Change this to use your own labels
Also: we are here replicating the texts to increase statistics

In [None]:
customer_text = pd.concat([customer_text]*300, ignore_index=True)

In [None]:
customer_text['labels']=np.random.randint(low=0, high=5, size=len(customer_text))

In [None]:
customer_text.labels.hist()

##### Get vocabulary from the corpus using sklearn for the heavy lifting

The vocabulary will be built only taking into account words that belong to news related to crimes.

In [None]:
counts = CountVectorizer(min_df=5, max_df=0.95, token_pattern=r'(?u)\b[A-Za-z]{2,}\b').fit(customer_text['Content'].values.tolist())

In [None]:
vocab = counts.get_feature_names()
vocab_to_token_dict = dict(zip(vocab, range(len(vocab))))
token_to_vocab_dict = dict(zip(range(len(vocab)), vocab))

In [None]:
len(vocab)

In [None]:
create_dir("./vocab")
vocab_filename = './vocab/vocab.json'
with open(vocab_filename, "w") as write_file:
 json.dump(vocab_to_token_dict, write_file)

##### Encode data body

Transform the texts in the data to encodings from the vocabulary created.

In [None]:
import nltk
nltk.download('punkt')

In [None]:
customer_text['encoded_content'] = customer_text['Content'].apply(lambda x: sentence_to_tokens(x, vocab_to_token_dict))

In [None]:
customer_text['labels']

In [None]:
customer_text['labels']=customer_text['labels'].apply(lambda x: [x])

In [None]:
customer_text[['labels','encoded_content']]

In [None]:
# remove entriews with no text

In [None]:
customer_text = customer_text.loc[customer_text['encoded_content'].apply(lambda x: len(x)>0)]

In [None]:
customer_text[['labels','encoded_content', 'Content']]

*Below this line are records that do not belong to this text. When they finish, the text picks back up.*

use std::path::PathBuf;

use clap::ArgMatches;
use tracing::info;

use harbor_core::config::Config;
use harbor_core::library::BundleLibrary;

pub fn handle_install_command(matches: &ArgMatches) -> Result<(), Box<dyn std::error::Error>> {
    let source = PathBuf::from(
        matches
            .get_one::<String>("path")
            .expect("path is required"),
    );
    if !source.is_dir() {
        return Err(format!("'{}' is not a directory", source.display()).into());
    }

    let bundle_id = match matches.get_one::<String>("id") {
        Some(id) => id.clone(),
        None => source
            .file_name()
            .map(|n| n.to_string_lossy().to_string())
            .ok_or("Cannot derive a bundle id from the source path; pass --id")?,
    };

    let config = Config::new();
    let library = BundleLibrary::from_config(&config);
    let installed = library.install(&bundle_id, &source)?;

    info!(
        event = "cli.install.completed",
        bundle_id = bundle_id,
        source = %source.display(),
    );
    println!("Installed {} ({})", installed.display_name, bundle_id);
    Ok(())
}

##### Build sentence pairs Object2Vec

In [None]:
#negative pairs for the algorithm: need to decide which lables we want to sample *against*. 
negative_labels_to_sample = range(5)

In [None]:
sentence_pairs = build_sentence_pairs(customer_text)


##### Build negative sentence pairs for training Object2Vec

Negative sampling for the Object2Vec algorithm - add negative and positive pairs (document,label)

In [None]:
sentence_pairs = build_negative_pairs(customer_text,negative_labels_to_sample,sentence_pairs)


In [None]:
print("Sample of input for Object2vec algorith: {}".format(sentence_pairs[1]))

In [None]:
!pip install jsonlines

##### train/test/val split, save to file


In [None]:
# shuffle and split test/train/val
random.seed(42)
random.shuffle(sentence_pairs)

n_train = int(0.7 * len(sentence_pairs))

# split train and test
sentence_pairs_train = sentence_pairs[:n_train]
sentence_pairs_test = sentence_pairs[n_train:]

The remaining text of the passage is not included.